Monroe is well known to many in the Twin Cities, particularly readers of the long-gone alt-weekly Twin Cities Reader (also the one-time home of journalist legends David Carr and the editor-who-would-be-mayor, R. T. Rybak). That was where Monroe’s most popular comic, Violet Days, first reached a big audience back in 1996. Once the Reader folded, the series soon vaulted to the Star Tribune and the Duluth News Tribune, where it ran through 2018.
Do you remember Violet Days? It was as much a part of the alt-scene of Minneapolis as the Replacements, chronicling our particular local brand of quirk (lots of ice jokes). At the time, Monroe’s vivid illustrations also popped up as art on countless record albums and show posters. (Legend has it that Bob Dylan bought a stack of T-shirts featuring a Chris Monroe drawing of, you guessed it, Bob Dylan.)

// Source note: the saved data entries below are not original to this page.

// src/config.rs
//! Map tile settings with file-backed storage
//!
//! Every consumer receives the settings by reference; nothing here is global.

use crate::error::{Result, TileError};
use crate::map::TileProvider;
use serde::{Deserialize, Serialize};
use std::path::{Path, PathBuf};

pub const DEFAULT_TILE_SIZE: u16 = 256;
pub const DEFAULT_MAX_TILE_BYTES: usize = 512 * 1024;

#[derive(Debug, Clone, PartialEq, Serialize, Deserialize)]
#[serde(default)]
pub struct MapTileSettings {
    pub provider: TileProvider,
    pub tile_size: u16,
    pub tile_hosts: Vec<String>,
    pub user_agent: String,
    pub max_tile_bytes: usize,
    pub connect_timeout_ms: u64,
    pub timeout_ms: u64,
}

impl Default for MapTileSettings {
    fn default() -> Self {
        Self {
            provider: TileProvider::Osm,
            tile_size: DEFAULT_TILE_SIZE,
            tile_hosts: vec![
                "https://a.tile.openstreetmap.org".to_string(),
                "https://b.tile.openstreetmap.org".to_string(),
                "https://c.tile.openstreetmap.org".to_string(),
            ],
            user_agent: format!("geotile/{} (Rust slippy map client)", env!("CARGO_PKG_VERSION")),
            max_tile_bytes: DEFAULT_MAX_TILE_BYTES,
            connect_timeout_ms: 4000,
            timeout_ms: 7000,
        }
    }
}

impl MapTileSettings {
    /// Load settings from the default location
    pub fn load() -> Result<Self> {
        Self::load_from(&Self::config_path()?)
    }

    /// Load settings from a file, falling back to defaults when it does not exist
    pub fn load_from(path: &Path) -> Result<Self> {
        if !path.exists() {
            log::debug!("no settings at {}, using defaults", path.display());
            return Ok(Self::default());
        }

        let contents = std::fs::read_to_string(path)
            .map_err(|e| TileError::Config(format!("Failed to read config file: {}", e)))?;

        let settings: Self = serde_json::from_str(&contents)
            .map_err(|e| TileError::Config(format!("Failed to parse config file: {}", e)))?;

        settings.validate()?;
        Ok(settings)
    }

    /// Save settings to the default location
    pub fn save(&self) -> Result<()> {
        self.save_to(&Self::config_path()?)
    }

    pub fn save_to(&self, path: &Path) -> Result<()> {
        if let Some(parent) = path.parent() {
            std::fs::create_dir_all(parent)
                .map_err(|e| TileError::Config(format!("Failed to create config directory: {}", e)))?;
        }

        let contents = serde_json::to_string_pretty(self)?;
        std::fs::write(path, contents)
            .map_err(|e| TileError::Config(format!("Failed to write config file: {}", e)))?;

        log::debug!("saved settings to {}", path.display());
        Ok(())
    }

    /// Get config file path
    pub fn config_path() -> Result<PathBuf> {
        let home = std::env::var("HOME")
            .map_err(|_| TileError::Config("HOME environment variable not set".to_string()))?;

        Ok(PathBuf::from(home).join(".config").join("geotile").join("config.json"))
    }

    fn validate(&self) -> Result<()> {
        if self.tile_size == 0 {
            return Err(TileError::Config("tile_size must be greater than zero".to_string()));
        }
        Ok(())
    }

    /// Whether the tile hosts serve imagery in the configured projection.
    ///
    /// OpenStreetMap hosts only serve spherical Web-Mercator tiles.
    pub fn hosts_match_provider(&self) -> bool {
        match self.provider {
            TileProvider::Osm => true,
            TileProvider::Yandex => !self
                .tile_hosts
                .iter()
                .any(|host| host.contains("openstreetmap.org")),
        }
    }

    pub fn update_provider(&mut self, provider: TileProvider) {
        self.provider = provider;
    }

    pub fn update_tile_size(&mut self, tile_size: u16) -> Result<()> {
        if tile_size == 0 {
            return Err(TileError::Config("tile_size must be greater than zero".to_string()));
        }
        self.tile_size = tile_size;
        Ok(())
    }
}

#[cfg(test)]
mod tests {
    use super::*;

    fn temp_config(name: &str) -> PathBuf {
        std::env::temp_dir()
            .join(format!("geotile-test-{}-{}", std::process::id(), name))
            .join("config.json")
    }

    #[test]
    fn test_default_settings() {
        let settings = MapTileSettings::default();
        assert_eq!(settings.provider, TileProvider::Osm);
        assert_eq!(settings.tile_size, 256);
        assert_eq!(settings.tile_hosts.len(), 3);
        assert_eq!(settings.max_tile_bytes, 512 * 1024);
    }

    #[test]
    fn test_update_tile_size_rejects_zero() {
        let mut settings = MapTileSettings::default();
        assert!(settings.update_tile_size(0).is_err());
        assert_eq!(settings.tile_size, 256);
        settings.update_tile_size(512).unwrap();
        assert_eq!(settings.tile_size, 512);
    }

    #[test]
    fn test_hosts_match_provider() {
        let mut settings = MapTileSettings::default();
        assert!(settings.hosts_match_provider());

        settings.update_provider(TileProvider::Yandex);
        assert!(!settings.hosts_match_provider());

        settings.tile_hosts = vec!["https://core-renderer-tiles.maps.yandex.net".to_string()];
        assert!(settings.hosts_match_provider());
    }

    #[test]
    fn test_missing_file_gives_defaults() {
        let path = temp_config("missing");
        let settings = MapTileSettings::load_from(&path).unwrap();
        assert_eq!(settings, MapTileSettings::default());
    }

    #[test]
    fn test_save_and_load() {
        let path = temp_config("roundtrip");
        let mut settings = MapTileSettings::default();
        settings.update_provider(TileProvider::Yandex);
        settings.update_tile_size(128).unwrap();
        settings.save_to(&path).unwrap();

        let loaded = MapTileSettings::load_from(&path).unwrap();
        assert_eq!(loaded.provider, TileProvider::Yandex);
        assert_eq!(loaded.tile_size, 128);

        let _ = std::fs::remove_dir_all(path.parent().unwrap());
    }

    #[test]
    fn test_partial_file_fills_defaults() {
        let path = temp_config("partial");
        std::fs::create_dir_all(path.parent().unwrap()).unwrap();
        std::fs::write(&path, r#"{ "provider": "yandex" }"#).unwrap();

        let loaded = MapTileSettings::load_from(&path).unwrap();
        assert_eq!(loaded.provider, TileProvider::Yandex);
        assert_eq!(loaded.tile_size, 256);

        let _ = std::fs::remove_dir_all(path.parent().unwrap());
    }

    #[test]
    fn test_zero_tile_size_in_file_rejected() {
        let path = temp_config("zero");
        std::fs::create_dir_all(path.parent().unwrap()).unwrap();
        std::fs::write(&path, r#"{ "tile_size": 0 }"#).unwrap();

        assert!(MapTileSettings::load_from(&path).is_err());

        let _ = std::fs::remove_dir_all(path.parent().unwrap());
    }
}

To celebrate Monroe’s sudden worldwide, banana-accented success, I got a copy of Ultra Violet, a 2004 anthology of the early years of Violet Days. I was shocked (and delighted) at how many of the old strips I remembered and how many bits of Twin Cities history they captured. Little things like Prince’s interchangeable and staggeringly svelte dancers at Glam Slam, Y2K worries, and how large The Mighty Ducks loomed once upon a time. In the 18 years Monroe lived in the Cities, she was also showing her fine art at places including the gallery Rifle Sport and coffee shops like the Global Café. Hundreds of Twin Cities living rooms may indeed boast framed Monroes in appreciation of her particular style of intricate, yet primitively expressive, line art conveying wry irony and childlike wonder.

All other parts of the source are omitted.